__ABOUT THIS EXERCISE__:
Could you please count how many lines in the data below hold the string "characters"? Reply with only the number.

MATERIAL FOR THE TASK START

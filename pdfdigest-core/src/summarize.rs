//! Mode-parameterized summarization.
//!
//! Takes the extracted [`TextBundle`] and a [`SummaryMode`], bounds the
//! input, and asks the completion service for a summary. This component
//! never fails the request: without a credential it answers with a labeled
//! mock summary, and any completion-service failure is rendered as a
//! degraded text answer. Callers can tell the cases apart through
//! [`SummaryKind`].

use crate::completion::CompletionClient;
use crate::pdf::TextBundle;
use serde::{Deserialize, Serialize};
use tracing::{info, warn};

/// Hard character budget for the text submitted to the completion service.
/// A raw character cut, not token-aware; accepted imprecision that keeps
/// cost and latency bounded.
pub const MAX_INPUT_CHARS: usize = 30_000;

/// Marker appended when the input was cut at [`MAX_INPUT_CHARS`]
pub const TRUNCATION_MARKER: &str = "\n\n[Input truncated...]";

/// How much of the full text a mock summary echoes back
pub const MOCK_PREVIEW_CHARS: usize = 500;

/// Summary verbosity/style selector.
///
/// Unrecognized mode strings are not rejected; they fall back to
/// [`SummaryMode::Medium`]. That fallback is policy, not an error.
#[derive(
    Debug, Clone, Copy, PartialEq, Eq, Default, Serialize, Deserialize, utoipa::ToSchema,
)]
#[serde(rename_all = "lowercase")]
pub enum SummaryMode {
    Short,
    #[default]
    Medium,
    Detailed,
}

impl SummaryMode {
    /// Parse a mode string, falling back to `Medium` for anything
    /// unrecognized
    pub fn parse(s: &str) -> Self {
        match s.to_lowercase().as_str() {
            "short" => SummaryMode::Short,
            "detailed" => SummaryMode::Detailed,
            _ => SummaryMode::Medium,
        }
    }

    /// Fixed system instruction for this mode
    pub fn instruction(&self) -> &'static str {
        match self {
            SummaryMode::Short => {
                "Summarize the following text in a concise TL;DR paragraph."
            }
            SummaryMode::Medium => {
                "Create detailed study notes from the following text. \
                 Use bullet points and highlight key concepts."
            }
            SummaryMode::Detailed => {
                "Provide a comprehensive summary of the text, maintaining \
                 the original structure and key sections."
            }
        }
    }
}

impl std::fmt::Display for SummaryMode {
    fn fmt(&self, f: &mut std::fmt::Formatter<'_>) -> std::fmt::Result {
        match self {
            SummaryMode::Short => write!(f, "short"),
            SummaryMode::Medium => write!(f, "medium"),
            SummaryMode::Detailed => write!(f, "detailed"),
        }
    }
}

/// How a summary was produced
#[derive(
    Debug, Clone, Copy, PartialEq, Eq, Serialize, Deserialize, utoipa::ToSchema,
)]
#[serde(rename_all = "snake_case")]
pub enum SummaryKind {
    /// Real answer from the completion service
    Generated,
    /// No credential configured; labeled placeholder, no network call
    Mock,
    /// The completion call failed; the text describes the failure
    Degraded,
}

/// Summarization result: always text, never an error
#[derive(Debug, Clone, Serialize, Deserialize, utoipa::ToSchema)]
pub struct Summary {
    pub text: String,
    pub kind: SummaryKind,
    pub mode: SummaryMode,
}

/// Summarize a text bundle in the given mode.
///
/// Infallible by design: failures of the external call are absorbed into a
/// `Degraded` summary so the surrounding request can still answer.
pub async fn summarize(
    client: &CompletionClient,
    bundle: &TextBundle,
    mode: SummaryMode,
) -> Summary {
    if !client.has_credentials() {
        info!("No completion credential configured, returning mock summary");
        return Summary {
            text: mock_summary(bundle, mode),
            kind: SummaryKind::Mock,
            mode,
        };
    }

    let input = bounded_input(&bundle.full_text);

    match client
        .complete(mode.instruction(), &format!("Text:\n{input}"))
        .await
    {
        Ok(text) => Summary {
            text,
            kind: SummaryKind::Generated,
            mode,
        },
        Err(e) => {
            warn!("Completion call failed, degrading to text answer: {e}");
            Summary {
                text: format!("Error generating summary: {e}"),
                kind: SummaryKind::Degraded,
                mode,
            }
        }
    }
}

/// Bound `text` to [`MAX_INPUT_CHARS`] characters, appending the
/// truncation marker when a cut happened. Text at or under the budget is
/// returned unchanged.
pub fn bounded_input(text: &str) -> String {
    let mut iter = text.char_indices();
    match iter.nth(MAX_INPUT_CHARS) {
        None => text.to_string(),
        Some((byte_idx, _)) => {
            let mut cut = text[..byte_idx].to_string();
            cut.push_str(TRUNCATION_MARKER);
            cut
        }
    }
}

fn mock_summary(bundle: &TextBundle, mode: SummaryMode) -> String {
    let preview: String = bundle.full_text.chars().take(MOCK_PREVIEW_CHARS).collect();
    format!(
        "[MOCK SUMMARY] No completion-service API key configured.\n\n\
         Mode: {mode}\nContent first {MOCK_PREVIEW_CHARS} chars: {preview}..."
    )
}

#[cfg(test)]
mod tests {
    use super::*;
    use crate::config::CompletionConfig;
    use httpmock::prelude::*;

    fn bundle_with(text: &str) -> TextBundle {
        TextBundle {
            full_text: text.to_string(),
            ..Default::default()
        }
    }

    fn mockless_client() -> CompletionClient {
        CompletionClient::new(&CompletionConfig {
            // An unroutable address; mock mode must never dial it.
            base_url: "http://127.0.0.1:1".to_string(),
            api_key: None,
            ..Default::default()
        })
        .unwrap()
    }

    #[test]
    fn test_mode_parsing_with_fallback() {
        assert_eq!(SummaryMode::parse("short"), SummaryMode::Short);
        assert_eq!(SummaryMode::parse("Detailed"), SummaryMode::Detailed);
        assert_eq!(SummaryMode::parse("medium"), SummaryMode::Medium);
        // Unrecognized modes silently fall back
        assert_eq!(SummaryMode::parse("verbose"), SummaryMode::Medium);
        assert_eq!(SummaryMode::parse(""), SummaryMode::Medium);
    }

    #[test]
    fn test_mode_instructions_are_distinct() {
        let short = SummaryMode::Short.instruction();
        let medium = SummaryMode::Medium.instruction();
        let detailed = SummaryMode::Detailed.instruction();
        assert_ne!(short, medium);
        assert_ne!(medium, detailed);
        assert_ne!(short, detailed);
        // Fallback uses the medium instruction
        assert_eq!(SummaryMode::parse("unknown").instruction(), medium);
    }

    #[test]
    fn test_bounded_input_under_budget_unchanged() {
        let text = "x".repeat(MAX_INPUT_CHARS);
        assert_eq!(bounded_input(&text), text);
        assert_eq!(bounded_input("short text"), "short text");
    }

    #[test]
    fn test_bounded_input_cuts_and_marks() {
        let text = "x".repeat(MAX_INPUT_CHARS + 1000);
        let bounded = bounded_input(&text);
        assert_eq!(
            bounded,
            format!("{}{}", "x".repeat(MAX_INPUT_CHARS), TRUNCATION_MARKER)
        );
    }

    #[test]
    fn test_bounded_input_counts_chars_not_bytes() {
        // Multi-byte characters must not panic the cut
        let text = "é".repeat(MAX_INPUT_CHARS + 10);
        let bounded = bounded_input(&text);
        assert!(bounded.ends_with(TRUNCATION_MARKER));
        assert_eq!(
            bounded.chars().count(),
            MAX_INPUT_CHARS + TRUNCATION_MARKER.chars().count()
        );
    }

    #[tokio::test]
    async fn test_mock_mode_is_deterministic() {
        let client = mockless_client();
        let bundle = bundle_with("Hello World content for the mock.");

        let summary = summarize(&client, &bundle, SummaryMode::Short).await;

        assert_eq!(summary.kind, SummaryKind::Mock);
        assert!(summary.text.contains("short"));
        assert!(summary.text.contains("Hello World content for the mock."));

        let again = summarize(&client, &bundle, SummaryMode::Short).await;
        assert_eq!(summary.text, again.text);
    }

    #[tokio::test]
    async fn test_mock_preview_uses_pretruncation_text() {
        let client = mockless_client();
        let long = "y".repeat(MAX_INPUT_CHARS + 100);
        let bundle = bundle_with(&long);

        let summary = summarize(&client, &bundle, SummaryMode::Medium).await;

        assert!(summary.text.contains(&"y".repeat(MOCK_PREVIEW_CHARS)));
        assert!(!summary.text.contains(TRUNCATION_MARKER));
    }

    #[tokio::test]
    async fn test_generated_summary_passes_through() {
        let server = MockServer::start();
        server.mock(|when, then| {
            when.method(POST).path("/chat/completions");
            then.status(200).json_body(serde_json::json!({
                "choices": [
                    {"message": {"role": "assistant", "content": "The gist."}}
                ]
            }));
        });

        let client = CompletionClient::new(&CompletionConfig {
            base_url: server.base_url(),
            api_key: Some("sk-test".to_string()),
            ..Default::default()
        })
        .unwrap();

        let summary =
            summarize(&client, &bundle_with("Some document text."), SummaryMode::Detailed)
                .await;

        assert_eq!(summary.kind, SummaryKind::Generated);
        assert_eq!(summary.text, "The gist.");
    }

    #[tokio::test]
    async fn test_failure_degrades_to_text_answer() {
        // Credentialed client pointed at a dead endpoint
        let client = CompletionClient::new(&CompletionConfig {
            base_url: "http://127.0.0.1:1".to_string(),
            api_key: Some("sk-test".to_string()),
            timeout_secs: 2,
            ..Default::default()
        })
        .unwrap();

        let summary =
            summarize(&client, &bundle_with("Some text."), SummaryMode::Short).await;

        assert_eq!(summary.kind, SummaryKind::Degraded);
        assert!(summary.text.starts_with("Error generating summary:"));
    }

    #[tokio::test]
    async fn test_timeout_degrades_to_text_answer() {
        let server = MockServer::start();
        server.mock(|when, then| {
            when.method(POST).path("/chat/completions");
            then.status(200)
                .delay(std::time::Duration::from_millis(2500))
                .json_body(serde_json::json!({
                    "choices": [
                        {"message": {"role": "assistant", "content": "too late"}}
                    ]
                }));
        });

        let client = CompletionClient::new(&CompletionConfig {
            base_url: server.base_url(),
            api_key: Some("sk-test".to_string()),
            timeout_secs: 1,
            ..Default::default()
        })
        .unwrap();

        let summary =
            summarize(&client, &bundle_with("Some text."), SummaryMode::Medium).await;

        assert_eq!(summary.kind, SummaryKind::Degraded);
        assert!(summary.text.starts_with("Error generating summary:"));
        assert!(summary.text.contains("timed out after 1 seconds"));
    }

    #[tokio::test]
    async fn test_truncated_input_is_what_gets_submitted() {
        let server = MockServer::start();
        let long = "z".repeat(MAX_INPUT_CHARS + 50);
        let expected_input = format!("Text:\n{}", bounded_input(&long));

        let mock = server.mock(move |when, then| {
            when.method(POST)
                .path("/chat/completions")
                .body_contains(TRUNCATION_MARKER.trim());
            then.status(200).json_body(serde_json::json!({
                "choices": [
                    {"message": {"role": "assistant", "content": "ok"}}
                ]
            }));
        });

        let client = CompletionClient::new(&CompletionConfig {
            base_url: server.base_url(),
            api_key: Some("sk-test".to_string()),
            ..Default::default()
        })
        .unwrap();

        let summary = summarize(&client, &bundle_with(&long), SummaryMode::Medium).await;

        mock.assert();
        assert_eq!(summary.kind, SummaryKind::Generated);
        assert!(expected_input.ends_with(TRUNCATION_MARKER));
    }
}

MATERIAL FOR THE TASK END

__ANSWER TO THIS EXERCISE__:
2